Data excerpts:
+ + + + + + +

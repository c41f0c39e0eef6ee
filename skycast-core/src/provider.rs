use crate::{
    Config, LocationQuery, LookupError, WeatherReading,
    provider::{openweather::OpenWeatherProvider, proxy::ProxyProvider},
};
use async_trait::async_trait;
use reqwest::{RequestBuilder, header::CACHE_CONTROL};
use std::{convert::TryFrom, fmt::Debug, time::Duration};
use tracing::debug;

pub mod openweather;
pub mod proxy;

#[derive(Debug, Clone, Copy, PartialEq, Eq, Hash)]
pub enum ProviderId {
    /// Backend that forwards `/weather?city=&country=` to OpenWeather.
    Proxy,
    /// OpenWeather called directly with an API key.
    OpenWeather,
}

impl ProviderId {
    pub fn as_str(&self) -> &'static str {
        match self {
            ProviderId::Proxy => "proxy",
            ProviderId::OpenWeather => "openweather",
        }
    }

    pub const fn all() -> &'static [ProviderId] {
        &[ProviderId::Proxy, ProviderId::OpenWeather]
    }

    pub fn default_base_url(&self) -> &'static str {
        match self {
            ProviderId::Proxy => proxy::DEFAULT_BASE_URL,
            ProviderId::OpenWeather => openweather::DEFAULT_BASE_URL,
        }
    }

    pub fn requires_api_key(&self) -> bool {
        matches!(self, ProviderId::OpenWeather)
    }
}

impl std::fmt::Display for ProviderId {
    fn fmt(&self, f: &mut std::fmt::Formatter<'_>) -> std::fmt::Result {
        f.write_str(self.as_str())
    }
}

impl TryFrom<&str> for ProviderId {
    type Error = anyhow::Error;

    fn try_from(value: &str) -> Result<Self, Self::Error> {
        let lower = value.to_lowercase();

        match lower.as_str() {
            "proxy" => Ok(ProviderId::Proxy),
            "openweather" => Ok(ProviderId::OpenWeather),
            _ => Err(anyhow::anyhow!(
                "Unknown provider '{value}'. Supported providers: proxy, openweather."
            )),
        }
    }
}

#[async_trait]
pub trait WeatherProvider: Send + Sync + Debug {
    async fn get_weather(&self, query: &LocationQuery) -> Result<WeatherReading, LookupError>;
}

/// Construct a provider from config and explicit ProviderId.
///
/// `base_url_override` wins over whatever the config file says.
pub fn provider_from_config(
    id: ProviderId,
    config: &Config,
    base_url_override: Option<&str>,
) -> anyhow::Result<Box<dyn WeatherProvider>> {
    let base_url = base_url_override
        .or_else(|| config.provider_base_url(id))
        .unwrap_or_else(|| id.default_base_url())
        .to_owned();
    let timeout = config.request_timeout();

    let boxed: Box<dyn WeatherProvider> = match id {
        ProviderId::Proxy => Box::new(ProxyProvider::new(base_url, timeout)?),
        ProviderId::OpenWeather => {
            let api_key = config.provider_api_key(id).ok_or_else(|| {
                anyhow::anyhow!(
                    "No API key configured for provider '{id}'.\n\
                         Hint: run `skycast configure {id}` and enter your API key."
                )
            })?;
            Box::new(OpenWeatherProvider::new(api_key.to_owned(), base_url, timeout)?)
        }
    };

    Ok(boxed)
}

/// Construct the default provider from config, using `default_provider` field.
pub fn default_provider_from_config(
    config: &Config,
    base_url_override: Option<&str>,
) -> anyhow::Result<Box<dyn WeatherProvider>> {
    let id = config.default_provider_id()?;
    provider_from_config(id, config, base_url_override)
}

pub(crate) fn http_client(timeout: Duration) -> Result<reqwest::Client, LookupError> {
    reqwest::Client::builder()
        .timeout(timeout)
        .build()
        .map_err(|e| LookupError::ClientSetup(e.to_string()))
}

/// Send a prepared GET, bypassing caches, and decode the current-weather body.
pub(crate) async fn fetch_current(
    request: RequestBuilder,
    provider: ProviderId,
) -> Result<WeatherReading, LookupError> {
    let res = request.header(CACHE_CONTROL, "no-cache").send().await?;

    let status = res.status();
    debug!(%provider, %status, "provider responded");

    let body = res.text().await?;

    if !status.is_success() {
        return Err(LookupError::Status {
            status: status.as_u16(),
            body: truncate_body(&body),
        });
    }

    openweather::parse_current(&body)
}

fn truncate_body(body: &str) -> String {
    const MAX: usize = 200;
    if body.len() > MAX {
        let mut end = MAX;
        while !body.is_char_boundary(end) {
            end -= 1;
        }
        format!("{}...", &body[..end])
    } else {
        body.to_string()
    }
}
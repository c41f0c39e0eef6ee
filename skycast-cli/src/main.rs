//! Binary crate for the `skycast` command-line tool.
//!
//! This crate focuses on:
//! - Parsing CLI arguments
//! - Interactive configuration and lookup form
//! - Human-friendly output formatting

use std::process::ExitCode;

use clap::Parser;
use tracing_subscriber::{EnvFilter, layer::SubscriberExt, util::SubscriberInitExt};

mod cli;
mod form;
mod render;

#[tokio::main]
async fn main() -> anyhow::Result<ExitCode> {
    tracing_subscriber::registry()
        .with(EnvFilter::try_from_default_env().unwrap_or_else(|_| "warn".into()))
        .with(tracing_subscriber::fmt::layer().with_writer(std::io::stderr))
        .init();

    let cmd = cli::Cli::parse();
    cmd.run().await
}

+ + + + + + +

Your goal. Extract all the entries word for word.

Answer for this exercise.
repository c41f0c39e0eef6ee
filename skycast-core/src/provider.rs
use crate::{
    Config, LocationQuery, LookupError, WeatherReading,
    provider::{openweather::OpenWeatherProvider, proxy::ProxyProvider},
};
use async_trait::async_trait;
use reqwest::{RequestBuilder, header::CACHE_CONTROL};
use std::{convert::TryFrom, fmt::Debug, time::Duration};
use tracing::debug;

pub mod openweather;
pub mod proxy;

#[derive(Debug, Clone, Copy, PartialEq, Eq, Hash)]
pub enum ProviderId {
    /// Backend that forwards `/weather?city=&country=` to OpenWeather.
    Proxy,
    /// OpenWeather called directly with an API key.
    OpenWeather,
}

impl ProviderId {
    pub fn as_str(&self) -> &'static str {
        match self {
            ProviderId::Proxy => "proxy",
            ProviderId::OpenWeather => "openweather",
        }
    }

    pub const fn all() -> &'static [ProviderId] {
        &[ProviderId::Proxy, ProviderId::OpenWeather]
    }

    pub fn default_base_url(&self) -> &'static str {
        match self {
            ProviderId::Proxy => proxy::DEFAULT_BASE_URL,
            ProviderId::OpenWeather => openweather::DEFAULT_BASE_URL,
        }
    }

    pub fn requires_api_key(&self) -> bool {
        matches!(self, ProviderId::OpenWeather)
    }
}

impl std::fmt::Display for ProviderId {
    fn fmt(&self, f: &mut std::fmt::Formatter<'_>) -> std::fmt::Result {
        f.write_str(self.as_str())
    }
}

impl TryFrom<&str> for ProviderId {
    type Error = anyhow::Error;

    fn try_from(value: &str) -> Result<Self, Self::Error> {
        let lower = value.to_lowercase();

        match lower.as_str() {
            "proxy" => Ok(ProviderId::Proxy),
            "openweather" => Ok(ProviderId::OpenWeather),
            _ => Err(anyhow::anyhow!(
                "Unknown provider '{value}'. Supported providers: proxy, openweather."
            )),
        }
    }
}

#[async_trait]
pub trait WeatherProvider: Send + Sync + Debug {
    async fn get_weather(&self, query: &LocationQuery) -> Result<WeatherReading, LookupError>;
}

/// Construct a provider from config and explicit ProviderId.
///
/// `base_url_override` wins over whatever the config file says.
pub fn provider_from_config(
    id: ProviderId,
    config: &Config,
    base_url_override: Option<&str>,
) -> anyhow::Result<Box<dyn WeatherProvider>> {
    let base_url = base_url_override
        .or_else(|| config.provider_base_url(id))
        .unwrap_or_else(|| id.default_base_url())
        .to_owned();
    let timeout = config.request_timeout();

    let boxed: Box<dyn WeatherProvider> = match id {
        ProviderId::Proxy => Box::new(ProxyProvider::new(base_url, timeout)?),
        ProviderId::OpenWeather => {
            let api_key = config.provider_api_key(id).ok_or_else(|| {
                anyhow::anyhow!(
                    "No API key configured for provider '{id}'.\n\
                         Hint: run `skycast configure {id}` and enter your API key."
                )
            })?;
            Box::new(OpenWeatherProvider::new(api_key.to_owned(), base_url, timeout)?)
        }
    };

    Ok(boxed)
}

/// Construct the default provider from config, using `default_provider` field.
pub fn default_provider_from_config(
    config: &Config,
    base_url_override: Option<&str>,
) -> anyhow::Result<Box<dyn WeatherProvider>> {
    let id = config.default_provider_id()?;
    provider_from_config(id, config, base_url_override)
}

pub(crate) fn http_client(timeout: Duration) -> Result<reqwest::Client, LookupError> {
    reqwest::Client::builder()
        .timeout(timeout)
        .build()
        .map_err(|e| LookupError::ClientSetup(e.to_string()))
}

/// Send a prepared GET, bypassing caches, and decode the current-weather body.
pub(crate) async fn fetch_current(
    request: RequestBuilder,
    provider: ProviderId,
) -> Result<WeatherReading, LookupError> {
    let res = request.header(CACHE_CONTROL, "no-cache").send().await?;

    let status = res.status();
    debug!(%provider, %status, "provider responded");

    let body = res.text().await?;

    if !status.is_success() {
        return Err(LookupError::Status {
            status: status.as_u16(),
            body: truncate_body(&body),
        });
    }

    openweather::parse_current(&body)
}

fn truncate_body(body: &str) -> String {
    const MAX: usize = 200;
    if body.len() > MAX {
        let mut end = MAX;
        while !body.is_char_boundary(end) {
            end -= 1;
        }
        format!("{}...", &body[..end])
    } else {
        body.to_string()
    }
}
repository c41f0c39e0eef6ee
filename skycast-cli/src/main.rs
//! Binary crate for the `skycast` command-line tool.
//!
//! This crate focuses on:
//! - Parsing CLI arguments
//! - Interactive configuration and lookup form
//! - Human-friendly output formatting

use std::process::ExitCode;

use clap::Parser;
use tracing_subscriber::{EnvFilter, layer::SubscriberExt, util::SubscriberInitExt};

mod cli;
mod form;
mod render;

#[tokio::main]
async fn main() -> anyhow::Result<ExitCode> {
    tracing_subscriber::registry()
        .with(EnvFilter::try_from_default_env().unwrap_or_else(|_| "warn".into()))
        .with(tracing_subscriber::fmt::layer().with_writer(std::io::stderr))
        .init();

    let cmd = cli::Cli::parse();
    cmd.run().await
}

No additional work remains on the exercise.